Исходя из этого, требовалось собрать дополнительные доказательства. Вполне очевидно, что в качестве первого шага надо было попытаться поймать Мэя с поличным на встрече с советским представителем. В тот же день после обеда мы вторично встретились с Холлисом, на этот раз в присутствии Леонарда Бэрта. Профессиональный сотрудник Департамента криминальных расследований (CID), Бэрт был прикомандирован к МИ-5, где в его обязанности входило: а) связь со Скотленд-Ярдом и б) допросы подозреваемых лиц. Было решено, что Бэрт обеспечит с помощью CID тщательное наблюдение (силами переодетых в штатское сотрудников) за пабом в день ожидаемой встречи. Сам Мэй также будет взят под круглосуточное наблюдение, а его телефон поставлен на прослушивание (само собой разумеется, я при первой же возможности сообщил обо всем этом советской стороне; не помню только точно, с каким разрывом во времени).

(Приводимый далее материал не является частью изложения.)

use std::sync::{Arc, Mutex, PoisonError};
use std::time::{Duration, SystemTime};

use tokio::sync::watch;
use tokio::task::JoinHandle;
use tokio::time::Instant;

use crate::config::RefreshInterval;
use crate::system::history::{HistoryBuffer, Metric};
use crate::system::process::SnapshotBuilder;
use crate::system::sampler::{Sampler, SamplerError};
use crate::system::snapshot::TickState;

#[derive(Debug, Clone, Copy, PartialEq, Eq)]
pub enum SchedulerState {
    Idle,
    Running,
    Stopped,
}

/// Sampler, history and snapshot builder: the state one tick mutates.
pub struct Engine {
    sampler: Sampler,
    history: HistoryBuffer,
    builder: SnapshotBuilder,
    sequence: u64,
}

impl Engine {
    pub fn new(sampler: Sampler, history_capacity: usize) -> Self {
        Self {
            sampler,
            history: HistoryBuffer::new(history_capacity),
            builder: SnapshotBuilder::new(),
            sequence: 0,
        }
    }

    /// Runs one sampling pass. Process or session fields that could not be
    /// read are carried over from `previous`.
    pub fn tick(&mut self, now: SystemTime, previous: &TickState) -> Result<TickState, SamplerError> {
        let _span = tracing::debug_span!("scheduler.tick", sequence = self.sequence + 1).entered();

        let out = self.sampler.sample(now)?;

        let mut points = vec![
            (Metric::Cpu, out.sample.cpu_percent as f64),
            (Metric::Memory, out.sample.memory_percent as f64),
        ];
        if let Some(mhz) = out.sample.cpu_frequency_mhz {
            points.push((Metric::CpuFrequency, mhz as f64));
        }
        for (metric, value) in points {
            if let Err(err) = self.history.record(metric, value, now) {
                tracing::warn!(%err, "history point dropped");
            }
        }

        let snapshot = match out.processes {
            Some(reads) => Arc::new(self.builder.build(reads, now, out.sample.memory_total_bytes)),
            None => Arc::clone(&previous.snapshot),
        };
        let sessions = match out.sessions {
            Some(sessions) => Arc::from(sessions),
            None => Arc::clone(&previous.sessions),
        };

        self.sequence += 1;
        tracing::debug!(
            sequence = self.sequence,
            processes = snapshot.len(),
            cpu = out.sample.cpu_percent,
            memory = out.sample.memory_percent,
            "tick complete"
        );

        Ok(TickState {
            sequence: self.sequence,
            sample: out.sample,
            host: out.host,
            snapshot,
            sessions,
            history: self.history.snapshot(),
        })
    }
}

/// Wall-clock timestamps derived from tokio's monotonic clock, so they never
/// go backwards and follow a paused test clock.
#[derive(Debug, Clone, Copy)]
pub(crate) struct TickClock {
    wall_origin: SystemTime,
    mono_origin: Instant,
}

impl TickClock {
    pub(crate) fn start() -> Self {
        Self {
            wall_origin: SystemTime::now(),
            mono_origin: Instant::now(),
        }
    }

    pub(crate) fn wall_origin(&self) -> SystemTime {
        self.wall_origin
    }

    pub(crate) fn now(&self) -> SystemTime {
        self.wall_origin + self.mono_origin.elapsed()
    }
}

/// Deadline of the tick after one that started at `started`. A tick that
/// overran its interval makes the next one due immediately, never twice.
pub(crate) fn next_deadline(started: Instant, interval: Duration, now: Instant) -> Instant {
    let due = started + interval;
    if due < now { now } else { due }
}

pub(crate) struct TickLoop {
    pub engine: Engine,
    pub clock: TickClock,
    pub published: watch::Sender<Arc<TickState>>,
    pub interval: watch::Receiver<RefreshInterval>,
    pub state: watch::Sender<SchedulerState>,
    pub shutdown: watch::Receiver<bool>,
}

impl TickLoop {
    pub(crate) fn spawn(self) -> JoinHandle<()> {
        tokio::spawn(self.run())
    }

    async fn run(self) {
        let TickLoop {
            engine,
            clock,
            published,
            mut interval,
            state,
            mut shutdown,
        } = self;
        let engine = Arc::new(Mutex::new(engine));
        let mut next_tick = Instant::now();

        loop {
            tokio::select! {
                biased;
                // Only ever flipped to true; a dropped sender also stops us.
                _ = shutdown.changed() => break,
                _ = tokio::time::sleep_until(next_tick) => {}
            }

            let started = Instant::now();
            let period = interval.borrow_and_update().as_duration();
            state.send_replace(SchedulerState::Running);

            let now = clock.now();
            let previous = published.borrow().clone();
            let worker = Arc::clone(&engine);
            let result = tokio::task::spawn_blocking(move || {
                // A panic in an earlier tick leaves the lock poisoned; the
                // engine itself is still usable.
                let mut engine = worker.lock().unwrap_or_else(PoisonError::into_inner);
                engine.tick(now, &previous)
            })
            .await;

            match result {
                Ok(Ok(tick)) => {
                    published.send_replace(Arc::new(tick));
                }
                Ok(Err(err)) => {
                    tracing::warn!(error = %err, "tick skipped");
                }
                Err(err) => {
                    tracing::error!(error = %err, "tick task failed");
                }
            }

            let finished = Instant::now();
            next_tick = next_deadline(started, period, finished);
            if next_tick == finished {
                tracing::debug!(
                    elapsed_ms = (finished - started).as_millis() as u64,
                    "tick overran its interval"
                );
            }
            state.send_replace(SchedulerState::Idle);
        }

        state.send_replace(SchedulerState::Stopped);
        tracing::info!("scheduler stopped");
    }
}

#[cfg(test)]
mod tests {
    use super::*;

    #[test]
    fn deadline_is_measured_from_tick_start() {
        let start = Instant::now();
        let interval = Duration::from_secs(5);
        let now = start + Duration::from_millis(300);
        assert_eq!(next_deadline(start, interval, now), start + interval);
    }

    #[test]
    fn overrun_tick_is_due_immediately() {
        let start = Instant::now();
        let now = start + Duration::from_secs(7);
        assert_eq!(next_deadline(start, Duration::from_secs(5), now), now);
    }

    #[tokio::test(start_paused = true)]
    async fn clock_follows_paused_time() {
        let clock = TickClock::start();
        tokio::time::advance(Duration::from_secs(5)).await;
        assert_eq!(
            clock.now().duration_since(clock.wall_origin()).unwrap(),
            Duration::from_secs(5)
        );
    }
}
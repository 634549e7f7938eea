use criterion::{BenchmarkId, Criterion, criterion_group, criterion_main};
use std::hint::black_box;
use std::time::{Duration, UNIX_EPOCH};
use sysvigil::query::{QuerySpec, SortColumn, query};
use sysvigil::system::process::{ProcessRecord, ProcessSnapshot, ProcessStatus, RawProcess, SnapshotBuilder};

fn make_records(n: usize) -> Vec<ProcessRecord> {
    (0..n)
        .map(|i| ProcessRecord {
            pid: i as u32 + 1,
            name: format!("proc_{i}"),
            owner_user: format!("u{}", i % 8),
            status: ProcessStatus::Running,
            cpu_percent: (i % 100) as f32,
            memory_percent: 0.0,
            memory_bytes: ((n - i) as u64 + 1) * 1024,
            command_line: format!("proc_{i} --work"),
        })
        .collect()
}

fn make_reads(n: usize, tick: u64) -> Vec<RawProcess> {
    (0..n)
        .map(|i| RawProcess {
            pid: i as u32 + 1,
            start_time: 1_000,
            name: Some(format!("proc_{i}")),
            owner_user: Some(format!("u{}", i % 8)),
            status: Some(ProcessStatus::Sleeping),
            cpu_time_ms: Some(tick * (i as u64 % 50)),
            memory_bytes: Some(((n - i) as u64 + 1) * 1024),
            command: vec![format!("proc_{i}"), "--work".to_string()],
        })
        .collect()
}

fn bench_query(c: &mut Criterion) {
    let mut group = c.benchmark_group("query_500_1000_2000");
    let spec = QuerySpec {
        name_filter: "proc_1".to_string(),
        include_system_processes: true,
        sort_column: SortColumn::Cpu,
        sort_ascending: false,
    };

    for size in [500usize, 1000, 2000] {
        let snapshot = ProcessSnapshot::from_records(UNIX_EPOCH, make_records(size));
        group.bench_with_input(BenchmarkId::from_parameter(size), &snapshot, |b, snapshot| {
            b.iter(|| black_box(query(black_box(snapshot), black_box(&spec), "u0")))
        });
    }

    group.finish();
}

fn bench_name_sort(c: &mut Criterion) {
    let mut group = c.benchmark_group("query_name_sort_500_1000_2000");
    let spec = QuerySpec {
        include_system_processes: true,
        sort_column: SortColumn::Name,
        sort_ascending: true,
        ..QuerySpec::default()
    };

    for size in [500usize, 1000, 2000] {
        let snapshot = ProcessSnapshot::from_records(UNIX_EPOCH, make_records(size));
        group.bench_with_input(BenchmarkId::from_parameter(size), &snapshot, |b, snapshot| {
            b.iter(|| black_box(query(black_box(snapshot), black_box(&spec), "u0")))
        });
    }

    group.finish();
}

fn bench_snapshot_build(c: &mut Criterion) {
    let mut group = c.benchmark_group("snapshot_build_500_1000_2000");

    for size in [500usize, 1000, 2000] {
        let first = make_reads(size, 1);
        let second = make_reads(size, 2);
        group.bench_with_input(
            BenchmarkId::from_parameter(size),
            &(first, second),
            |b, (first, second)| {
                b.iter(|| {
                    let mut builder = SnapshotBuilder::new();
                    builder.build(black_box(first.clone()), UNIX_EPOCH, 1 << 34);
                    let snapshot = builder.build(
                        black_box(second.clone()),
                        UNIX_EPOCH + Duration::from_secs(2),
                        1 << 34,
                    );
                    black_box(snapshot);
                })
            },
        );
    }

    group.finish();
}

criterion_group!(benches, bench_query, bench_name_sort, bench_snapshot_build);
criterion_main!(benches);
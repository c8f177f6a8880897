//! Type-safe config field path.

use owo_colors::OwoColorize;
use std::fmt;

/// A type-safe wrapper for config field paths.
///
/// Sections expose their paths as associated constants:
///
/// ```ignore
/// impl SiteSectionConfig {
///     pub const URL: FieldPath = FieldPath::new("site.url");
/// }
///
/// diag.error(SiteSectionConfig::URL, "required");
/// ```
#[derive(Debug, Clone, Copy, PartialEq, Eq)]
pub struct FieldPath(pub &'static str);

impl FieldPath {
    #[inline]
    pub const fn new(path: &'static str) -> Self {
        Self(path)
    }
}

impl fmt::Display for FieldPath {
    fn fmt(&self, f: &mut fmt::Formatter<'_>) -> fmt::Result {
        write!(f, "{}", format_args!("`{}`", self.0).bright_blue())
    }
}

И вот наступил день, когда должна была состояться явка. Переодетые люди Бэрта заняли исходные позиции. Но ничего не произошло. Советский представитель так и не появился. Мэй провел целый день в своей квартире, разговаривая (если верить вмонтированному в телефон подслушивающему устройству) лишь с самим собой. Ни одного слова из его болтовни нельзя было различить. То, что советский разведчик не вышел на явку, было понятно, поскольку сработало мое предупреждение. Но почему не вышел Мэй? Может, он решил прекратить агентурную работу? Или его тоже успели предупредить за такое короткое время? У меня не было ответов на эти вопросы.
Теперь уже британская сторона попала в затруднительное положение. Невыход Мэя на явку можно было истолковать как доказательство ложности информации, полученной от Гузенко, или просто как его ошибку. Проведя еще одно совещание, мы решили поручить Бэрту совершить прямой подход к ученому-ядерщику и попытаться добиться от него признания. В назначенный день Бэрт отправился на квартиру к Мэю.
Я вновь очутился в кабинете Холлиса, чтобы выслушать отчет Бэрта. Первая попытка оказалась неудачной: Мэй отверг предъявленные ему обвинения. Но Бэрт был опытным и грамотным специалистом по части допросов. Он заявил, что дает Мэю сутки «на размышления», и на следующий день вновь приступил к атаке.
Со второй попытки Бэрту удалось добиться успеха. Мэй подписал признание, чрезвычайно короткое и неполное. В нем в основном говорилось, что он сообщал некоторую (не уточнено, какую именно) информацию советскому представителю (безымянному), а также передал ему маленький образец обогащенного урана-235. Этого, однако, оказалось достаточно для того, чтобы возбудить судебный иск.
Английской стороне предстояло преодолеть еще одно препятствие. В процессе выбивания из Мэя признания Бэрт не сделал предупреждения, требующегося по закону при любом полицейском допросе, а именно: «все сказанное вами будет запротоколировано и может быть использовано против вас». С точки зрения юридической техники признание Мэя было получено незаконным путем и поэтому не могло фигурировать в суде в качестве улики. Сильный адвокат был бы способен на основании этой зацепки аннулировать иск. Но Мэй, к сожалению, не располагал достаточными средствами для того, чтобы оплатить услуги опытного защитника. На суде, где я присутствовал вместе с Холлисом и Бэртом, он был представлен своим стряпчим, который упомянул «явно незаконный способ» получения признания. Однако тут же добавил, что он не собирается в подробностях останавливаться на этом пункте. Я видел, как после этих слов счастливо заулыбался Бэрт. Последняя линия обороны Мэя пала без боя.
Представим теперь, что Мэй отверг все выдвинутые против него обвинения. Я уже высказывал мнение, что в таком случае не было бы судебного иска. Но, для того чтобы еще более подробно исследовать его положение с точки зрения закона, давайте предположим, что власти все же решили привлечь его к суду. Как развивался бы процесс?
Прокурор, выдвинув обвинение в шпионаже и столкнувшись с опровержением Мэя, должен был бы представить в качестве доказательств две шифр-телеграммы, которыми обменялись Оттава и Москва. Ему также пришлось бы представить в качестве свидетеля живого Гузенко. Тому предстояло дать клятву в том, что: а) данные телеграммы действительно являются документами, которыми обменялись Оттава и Москва, и б) что упоминаемый в телеграммах «Алек» есть не кто иной, как Мэй. Аллан Мэй тут же заявил бы, что ничего не знает об этом деле.